Marchmala ne reviendra pas

Pascal Mess

Marchmala souhaite quitter cet objet, celui qui lui colle à la peau depuis si longtemps. Mais pour cela il faut qu'il accepte d'en payer le prix.

Marchmala ne reviendra pas, c'est promis, juré.

Pourtant, cela fait longtemps qu'il souhaite quitter cet objet. Qu'il souhaite, oui, mais qu'il aime tant, aussi.

Trente ans déjà, qu'il l'épouse, de son dos. Et son dossier, de mousse et de tissu, s'incorpore, dans ses pores. Il est déjà trop tard, Marchmala ne reviendra pas.

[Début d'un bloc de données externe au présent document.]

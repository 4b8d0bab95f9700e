//! Discrete-event simulation engine for a permissioned BFT blockchain's
//! validator availability and block-production SLA.
//!
//! A single [`driver::Simulation`] is strictly single-threaded and
//! deterministic for a given seed: there is no `async`, no interior
//! mutability, and no I/O inside the event loop. Independent runs are
//! parallelized by the caller (see `sim-cli`), not by this crate.

pub mod aggregate;
pub mod driver;
pub mod events;
pub mod meetings;
pub mod quorum;
pub mod rng;
pub mod validator;

pub use aggregate::RunSummary;
pub use driver::{Simulation, SimulationOutput};
pub use events::{EventKind, EventQueue, FailureKind};
pub use rng::SimRng;
pub use validator::{Liveness, Validator};
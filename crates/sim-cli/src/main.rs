//! # BFT Availability Simulator CLI
//!
//! Batch entry point for the discrete-event simulation engine and the
//! streaming SLA analytics built on top of it.

mod cli;
mod commands;
mod io;

use anyhow::Result;
use clap::Parser;
use tracing_subscriber::EnvFilter;

use cli::{Cli, Command};

fn main() -> Result<()> {
    tracing_subscriber::fmt()
        .with_env_filter(EnvFilter::try_from_default_env().unwrap_or_else(|_| EnvFilter::new("info")))
        .init();

    let cli = Cli::parse();

    match cli.command {
        Command::Simulate {
            config,
            runs,
            seed,
            out,
            blocks_dir,
            no_blocks,
            merge_blocks,
        } => commands::simulate::run(&config, runs, seed, &out, &blocks_dir, no_blocks, merge_blocks),
        Command::Monthly {
            input,
            config,
            output,
            fixed_window,
        } => commands::monthly::run(&input, &config, &output, fixed_window),
        Command::Faults {
            config,
            runs,
            hours,
            seed,
            clip,
            out,
        } => commands::faults::run(&config, runs, hours, seed, clip, &out),
        Command::Quantile {
            input,
            value1,
            value2,
            tol,
            perc,
        } => commands::quantile::run(&input, value1, value2, tol, perc),
    }
}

Ils en ont vécus des aventures, des chiures et des pures. On ne se sépare pas facilement de soi-même, même d'une partie, bien qu'on ne soit pas le même que trente ans plus tôt, l'identique de deux jours avant ou 48 heures pendant.

Marchmala ne reviendra pas, et il pleure. Ancré comme dans une colonne, aspiré comme par un iguane, jauni par l'âge et les escarts, il ne compte plus sur l'espoir, même d'un soir.

L'homme s'agite, voudrait, ne pourrait, serait, mais n'est pas, l'ombre seule du courage , allez, un peu, non, trop tard.

Il entend les oiseaux, dans son dos, derrière le dos, du fauteuil, sous la fenêtre, il y a un nid, depuis trente ans, et tant d'oiseaux, qui crient, dans le nid, et d'enfants dans la cour, le préau de l'école.

Et la musique reprend dans sa tête, joue la fête, se trouve bête, de ne pas être, pour lui. Loupé encore, que des tords de vouloir partir, d'être resté, bouche bée, comme pour vouloir dire, et ne rien faire, ni défaire.

Il vérifie, les bras peuvent bouger et la tête tourne, chance. Et les pieds, que disent ils, une promenade, non ils ont perdus l'habitude, happés, par l'inaptitude.

C'est que si l'on bouge trop, on peut s'envoler, on le dit, mais on le fait pas, pas forcément, pas tout le temps, ah quel temps aujourd'hui, un temps à ne pas bouger.

Un dernier effort, un dernier déport, sur le côté, et zut, sans but, on a toujours tord. Et les oiseaux chantent, Marchmala déchante, une question le hante:

S'il tente, sous une toile, tendue, de se prémunir, et en même temps, cherche à vivre, ou entendra t-il les enfants s'égosiller, il a déjà reposé ses bras, il est trop las. Là depuis trente ans, que de dents perdus, de vins en fûts, entier les étés, ses préférés.

Il ne prend que peu de place, celle en face de la glace, et laisse aux autres, tout le reste, même la peste, et il sourit. Il est là, dans le coin, aussi grand qu'un poing contient, mais rien. Il ne se passe rien, et son dos pleure, de chaud, d'être dans un étau, fondu dans la mousse et le tissu.

Marchmala ne reviendra pas. Il est déjà là. Aller là-bas pour se retrouver là, çà n'a pas de sens, il pense:

"Quand même, j'aurais bien pris l'air, j'en aurai rendu un peu, juste un peu, celui du courageux, pas celui du peureux, surtout, ne pas être heureux, le temps est pluvieux, et je me sens si vieux. Trente ans déjà, et pas un bras, dehors, pas la tête tournée vers le dehors, c'est quand même un peu...fort."

Depuis quelques jours, il sent le moisit, cherche et cherche d'où çà vient, ne trouve pas. Rien d'étonnant, chez lui l'endroit a toujours été étranger de l'envers, un peu comme marcher sur la tête, mais en plus étrange.

Puis tout d'un coup, comme un déclic, d'idée, de gâchette, sa tête fait face à la face qui dit, oui, c'est sûr, Marchmala ne reviendra pas, et c'est bien comme cela.

Il le sait, dans le dicton du dira, dit et dira sont pareils.

Il sent vraiment le moisi, il faut couper la branche, le dos, la partie qui gêne la vie, précipite la mort, et fait corps avec le dossier du fauteuil, qui sépare des cris des oiseaux, des enfants, sous la fenêtre, dans la cour, le préau.

Et saute la vie, embrasse la mort, d'un lever, d'emblée, s'arrache le dos, du dossier, çà fait si mal, c'est tellement bon, cette fin début et ce début fin, enfin.